His scientific interests lie mostly in Remote sensing, Land cover, Cartography, Scale and Random forest. His Remote sensing research includes elements of Crop, Scale-invariant feature transform, Pixel, Artificial intelligence and Decision tree learning. Le Yu has researched Land cover in several fields, including Enhanced vegetation index, Sample and Climate change.
His work carried out in the field of Cartography brings together such families of science as Spectral bands and Thematic Mapper. His Scale research integrates issues from Earth science, Global Earth Observation System of Systems, Variety, Information management and Visualization. In his work, Digital elevation model, Radiometer and Principal component analysis is strongly intertwined with Support vector machine, which is a subfield of Random forest.
The scientist’s investigation covers issues in Remote sensing, Land cover, Land use, Remote sensing and Artificial intelligence. His study focuses on the intersection of Remote sensing and fields such as Moderate-resolution imaging spectroradiometer with connections in the field of Change detection. Le Yu has researched Land cover in several fields, including Cartography, Scale, Thematic Mapper, Random forest and Sample.

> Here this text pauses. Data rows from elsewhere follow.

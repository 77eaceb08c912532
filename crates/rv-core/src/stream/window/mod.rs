//! Windowing stages: count-bounded reduce, throttled reduce, the on-demand
//! time window splitter and the plain time operators (`debounceTime`,
//! `throttleTime`, `timeout`).
//!
//! Timers live inside each stage's stream state, so dropping the stream
//! cancels them. Nothing is spawned.

use std::future;
use std::time::Duration;

use futures::channel::mpsc::{self, UnboundedSender};
use futures::stream;
use futures::StreamExt;
use serde_json::Value;
use tokio::time::{Instant, sleep_until};

use super::{Event, EventResult, EventStream, Group, ReduceFn, data};
use crate::engine::Scope;
use crate::error::EvalError;

#[cfg(test)]
mod tests;

async fn until(deadline: Option<Instant>) {
    match deadline {
        Some(at) => sleep_until(at).await,
        None => future::pending().await,
    }
}

enum Step {
    Item(Option<EventResult>),
    Tick,
}

// ---------------------------------------------------------------------------
// bufferReduce
// ---------------------------------------------------------------------------

struct BufferState {
    input: EventStream,
    scope: Scope,
    reducer: ReduceFn,
    initial: Value,
    count: usize,
    acc: Value,
    processed: usize,
    done: bool,
}

/// Fold every `count` values into a fresh copy of `initial` and emit the
/// result. A partial window is emitted when the input completes.
pub fn buffer_reduce(
    input: EventStream,
    scope: Scope,
    reducer: ReduceFn,
    initial: Value,
    count: usize,
) -> EventStream {
    let state = BufferState {
        input,
        scope,
        reducer,
        acc: initial.clone(),
        initial,
        count: count.max(1),
        processed: 0,
        done: false,
    };
    stream::unfold(state, |mut st| async move {
        if st.done {
            return None;
        }
        loop {
            let Some(item) = st.input.next().await else {
                st.done = true;
                if st.processed == 0 {
                    return None;
                }
                let out = std::mem::take(&mut st.acc);
                return Some((Ok(Event::Data(out)), st));
            };
            let folded = data("bufferReduce", item).and_then(|current| {
                let acc = std::mem::take(&mut st.acc);
                (st.reducer)(acc, current, &st.scope)
            });
            match folded {
                Ok(acc) => st.acc = acc,
                Err(e) => {
                    st.done = true;
                    return Some((Err(e), st));
                }
            }
            st.processed += 1;
            if st.processed == st.count {
                st.processed = 0;
                let out = std::mem::replace(&mut st.acc, st.initial.clone());
                return Some((Ok(Event::Data(out)), st));
            }
        }
    })
    .boxed()
}

// ---------------------------------------------------------------------------
// throttleReduce
// ---------------------------------------------------------------------------

#[derive(Debug, Clone, Copy, PartialEq, Eq)]
pub struct ThrottleOptions {
    pub period: Duration,
    pub leading: bool,
    pub trailing: bool,
}

impl Default for ThrottleOptions {
    fn default() -> Self {
        Self {
            period: Duration::from_millis(1000),
            leading: false,
            trailing: true,
        }
    }
}

struct ThrottleState {
    input: Option<EventStream>,
    scope: Scope,
    reducer: ReduceFn,
    initial: Value,
    options: ThrottleOptions,
    acc: Value,
    in_flight: bool,
    deadline: Option<Instant>,
    done: bool,
}

impl ThrottleState {
    fn release(&mut self) -> EventResult {
        self.in_flight = false;
        Ok(Event::Data(std::mem::replace(&mut self.acc, self.initial.clone())))
    }
}

/// Fold values into the accumulator and release it at most once per
/// `period`. With `leading`, a value arriving while no window is open is
/// released at once; with `trailing`, an accumulation made during a window
/// is released when it closes. On completion a pending trailing release
/// still happens; without `trailing` the pending accumulation is dropped.
pub fn throttle_reduce(
    input: EventStream,
    scope: Scope,
    reducer: ReduceFn,
    initial: Value,
    options: ThrottleOptions,
) -> EventStream {
    let state = ThrottleState {
        input: Some(input),
        scope,
        reducer,
        acc: initial.clone(),
        initial,
        options,
        in_flight: false,
        deadline: None,
        done: false,
    };
    stream::unfold(state, |mut st| async move {
        loop {
            if st.done {
                return None;
            }
            let Some(input) = st.input.as_mut() else {
                st.done = true;
                if !(st.options.trailing && st.in_flight) {
                    return None;
                }
                if let Some(at) = st.deadline {
                    sleep_until(at).await;
                }
                return Some((st.release(), st));
            };

            let step = tokio::select! {
                biased;
                _ = until(st.deadline) => Step::Tick,
                item = input.next() => Step::Item(item),
            };

            match step {
                Step::Tick => {
                    st.deadline = None;
                    if st.options.trailing && st.in_flight {
                        st.deadline = Some(Instant::now() + st.options.period);
                        return Some((st.release(), st));
                    }
                }
                Step::Item(None) => st.input = None,
                Step::Item(Some(item)) => {
                    let folded = data("throttleReduce", item).and_then(|current| {
                        let acc = std::mem::take(&mut st.acc);
                        (st.reducer)(acc, current, &st.scope)
                    });
                    match folded {
                        Ok(acc) => {
                            st.acc = acc;
                            st.in_flight = true;
                        }
                        Err(e) => {
                            st.done = true;
                            return Some((Err(e), st));
                        }
                    }
                    if st.deadline.is_none() {
                        st.deadline = Some(Instant::now() + st.options.period);
                        if st.options.leading {
                            return Some((st.release(), st));
                        }
                    }
                }
            }
        }
    })
    .boxed()
}

// ---------------------------------------------------------------------------
// flush
// ---------------------------------------------------------------------------

struct OpenWindow {
    tx: UnboundedSender<EventResult>,
    opened: Instant,
    deadline: Instant,
}

struct FlushState {
    input: EventStream,
    period: Duration,
    strict: bool,
    window: Option<OpenWindow>,
    seq: u64,
    done: bool,
}

/// True once more than `period` has passed since `opened`.
pub fn window_expired(opened: Instant, now: Instant, period: Duration) -> bool {
    now.saturating_duration_since(opened) > period
}

/// Split the input into sub-streams of at most `period` each. A window is
/// opened by the first value arriving while none is open and closed by its
/// timer. In strict mode a value arriving after the window has outlived
/// `period` closes it first, even if the timer has not fired yet. Windows
/// are keyed by their sequence number.
pub fn flush(input: EventStream, period: Duration, strict: bool) -> EventStream {
    let state = FlushState {
        input,
        period,
        strict,
        window: None,
        seq: 0,
        done: false,
    };
    stream::unfold(state, |mut st| async move {
        loop {
            if st.done {
                return None;
            }
            let deadline = st.window.as_ref().map(|w| w.deadline);
            let step = tokio::select! {
                biased;
                item = st.input.next() => Step::Item(item),
                _ = until(deadline) => Step::Tick,
            };

            let item = match step {
                Step::Tick => {
                    st.window = None;
                    continue;
                }
                Step::Item(None) => return None,
                Step::Item(Some(item)) => item,
            };

            let value = match data("flush", item) {
                Ok(v) => v,
                Err(e) => {
                    if let Some(window) = st.window.take() {
                        let _ = window.tx.unbounded_send(Err(e.clone()));
                    }
                    st.done = true;
                    return Some((Err(e), st));
                }
            };

            let now = Instant::now();
            if st.strict
                && let Some(window) = &st.window
                && window_expired(window.opened, now, st.period)
            {
                st.window = None;
            }

            match &st.window {
                Some(window) => {
                    let _ = window.tx.unbounded_send(Ok(Event::Data(value)));
                }
                None => {
                    let (tx, rx) = mpsc::unbounded();
                    let _ = tx.unbounded_send(Ok(Event::Data(value)));
                    st.window = Some(OpenWindow {
                        tx,
                        opened: now,
                        deadline: now + st.period,
                    });
                    let group = Group {
                        key: Value::from(st.seq),
                        events: rx.boxed(),
                    };
                    st.seq += 1;
                    return Some((Ok(Event::Group(group)), st));
                }
            }
        }
    })
    .boxed()
}

// ---------------------------------------------------------------------------
// debounceTime / throttleTime / timeout
// ---------------------------------------------------------------------------

struct DebounceState {
    input: Option<EventStream>,
    period: Duration,
    pending: Option<Value>,
    deadline: Option<Instant>,
}

/// Emit a value once `period` has passed without a newer one replacing it.
/// The pending value is emitted when the input completes; an error drops it
/// and ends the stream.
pub fn debounce_time(input: EventStream, period: Duration) -> EventStream {
    let state = DebounceState {
        input: Some(input),
        period,
        pending: None,
        deadline: None,
    };
    stream::unfold(state, |mut st| async move {
        loop {
            let Some(input) = st.input.as_mut() else {
                let value = st.pending.take()?;
                return Some((Ok(Event::Data(value)), st));
            };
            let step = tokio::select! {
                biased;
                _ = until(st.deadline) => Step::Tick,
                item = input.next() => Step::Item(item),
            };
            match step {
                Step::Tick => {
                    st.deadline = None;
                    if let Some(value) = st.pending.take() {
                        return Some((Ok(Event::Data(value)), st));
                    }
                }
                Step::Item(None) => st.input = None,
                Step::Item(Some(item)) => match data("debounceTime", item) {
                    Ok(value) => {
                        st.pending = Some(value);
                        st.deadline = Some(Instant::now() + st.period);
                    }
                    Err(e) => {
                        st.input = None;
                        st.pending = None;
                        return Some((Err(e), st));
                    }
                },
            }
        }
    })
    .boxed()
}

/// Emit a value, then drop everything arriving within `period` of it.
pub fn throttle_time(input: EventStream, period: Duration) -> EventStream {
    let mut silent_until: Option<Instant> = None;
    input
        .filter_map(move |item| {
            let out = match data("throttleTime", item) {
                Ok(value) => {
                    let now = Instant::now();
                    if silent_until.is_some_and(|end| now < end) {
                        None
                    } else {
                        silent_until = Some(now + period);
                        Some(Ok(Event::Data(value)))
                    }
                }
                Err(e) => Some(Err(e)),
            };
            future::ready(out)
        })
        .boxed()
}

struct TimeoutState {
    input: Option<EventStream>,
    period: Duration,
    deadline: Option<Instant>,
}

/// Fail with [`EvalError::Timeout`] when `period` passes without an item,
/// counting from the first poll and then from each item.
pub fn timeout(input: EventStream, period: Duration) -> EventStream {
    let state = TimeoutState {
        input: Some(input),
        period,
        deadline: None,
    };
    stream::unfold(state, |mut st| async move {
        let input = st.input.as_mut()?;
        let deadline = *st.deadline.get_or_insert_with(|| Instant::now() + st.period);
        let step = tokio::select! {
            biased;
            item = input.next() => Step::Item(item),
            _ = sleep_until(deadline) => Step::Tick,
        };
        match step {
            Step::Item(None) => None,
            Step::Item(Some(item)) => {
                st.deadline = Some(Instant::now() + st.period);
                Some((item, st))
            }
            Step::Tick => {
                st.input = None;
                Some((Err(EvalError::Timeout(st.period)), st))
            }
        }
    })
    .boxed()
}
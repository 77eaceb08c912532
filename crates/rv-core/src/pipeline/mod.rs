//! Host entry point: compile pipeline source once, run it over any number
//! of input streams.

use futures::StreamExt;
use futures::stream;
use orion_error::compat_prelude::*;
use rv_lang::{Program, parse_pipeline};
use serde_json::Value;

use crate::engine::{Engine, Scope};
use crate::error::{CoreReason, CoreResult, EvalError};
use crate::operator::{Builder, Registry};
use crate::stream::{EventStream, Subjects, Transform, flatten_groups, from_values};

#[cfg(test)]
mod tests;

#[derive(Debug, Clone, Default)]
pub struct PipelineOptions {
    /// Exposed to expressions as `$`.
    pub context: Value,
    /// Keep async stage output in input order.
    pub ordered_async: bool,
    /// Channels `emit` stages publish into.
    pub subjects: Subjects,
}

/// A compiled pipeline.
#[derive(Debug, Clone)]
pub struct Pipeline {
    program: Program,
    transform: Transform,
    scope: Scope,
}

impl Pipeline {
    pub fn compile(source: &str, registry: &Registry, engine: &Engine) -> CoreResult<Self> {
        Self::compile_with(source, registry, engine, PipelineOptions::default())
    }

    pub fn compile_with(
        source: &str,
        registry: &Registry,
        engine: &Engine,
        options: PipelineOptions,
    ) -> CoreResult<Self> {
        let program = parse_pipeline(source).owe(CoreReason::Parse)?;
        let scope = Scope::new(options.context).with_subjects(options.subjects);
        let transform = Builder::new(registry, engine)
            .with_scope(scope.clone())
            .ordered_async(options.ordered_async)
            .build_program(&program)
            .owe(CoreReason::Build)?;
        tracing::debug!(stages = program.stages().len(), "pipeline compiled");
        Ok(Self {
            program,
            transform,
            scope,
        })
    }

    pub fn program(&self) -> &Program {
        &self.program
    }

    pub fn transform(&self) -> &Transform {
        &self.transform
    }

    /// Subscribe here to receive what `emit` stages publish.
    pub fn subjects(&self) -> &Subjects {
        self.scope.subjects()
    }

    /// Apply the pipeline without flattening sub-streams or stopping on
    /// errors.
    pub fn apply(&self, input: EventStream) -> EventStream {
        self.transform.apply(input, self.scope.clone())
    }

    /// Run over `input`. Leftover sub-streams are flattened in order and the
    /// output ends after the first error.
    pub fn run(&self, input: EventStream) -> stream::BoxStream<'static, Result<Value, EvalError>> {
        flatten_groups(self.apply(input))
            .map(|item| item.and_then(|event| event.into_data("output")))
            .scan(false, |failed, item| {
                let out = (!*failed).then(|| {
                    *failed = item.is_err();
                    item
                });
                futures::future::ready(out)
            })
            .boxed()
    }

    /// Run over a batch of values and collect the output.
    pub async fn collect(&self, values: Vec<Value>) -> Result<Vec<Value>, EvalError> {
        let mut out = self.run(from_values(values));
        let mut collected = Vec::new();
        while let Some(item) = out.next().await {
            collected.push(item?);
        }
        Ok(collected)
    }
}
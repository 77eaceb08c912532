use std::path::PathBuf;

use anyhow::Result;
use clap::{Parser, Subcommand};

mod cmd_explain;
mod cmd_run;

#[derive(Parser)]
#[command(name = "rivulet", about = "Run pipeline scripts over JSON-lines event streams")]
struct Cli {
    #[command(subcommand)]
    command: Commands,
}

#[derive(Subcommand)]
enum Commands {
    /// Run the configured pipeline from stdin (or --input) to stdout
    Run {
        /// Path to rivulet.toml
        #[arg(short, long)]
        config: PathBuf,
        /// Read events from this file instead of stdin
        #[arg(short, long)]
        input: Option<PathBuf>,
    },
    /// Check a pipeline script and print its canonical form
    Explain {
        /// Pipeline script
        script: PathBuf,
        /// Variable substitution, repeatable (KEY=VALUE)
        #[arg(long = "var")]
        vars: Vec<String>,
    },
}

#[tokio::main]
async fn main() -> Result<()> {
    let cli = Cli::parse();

    match cli.command {
        Commands::Run { config, input } => cmd_run::run(config, input).await,
        Commands::Explain { script, vars } => cmd_explain::run(script, vars),
    }
}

His Cartography research incorporates elements of Impervious surface, Spectral bands and Satellite imagery. His Land use research is multidisciplinary, incorporating elements of Deforestation, Urbanization, Climate change and Physical geography. His work on Deep learning as part of general Artificial intelligence study is frequently linked to Palm oil, bridging the gap between disciplines.
Le Yu focuses on Physical geography, Remote sensing, Land cover, Palm oil and Land use. His research in Physical geography intersects with topics in Elevation, Climate change, Urbanization, Vegetation and Spatial ecology. His works in Remote sensing and Thematic Mapper are all subjects of inquiry into Remote sensing.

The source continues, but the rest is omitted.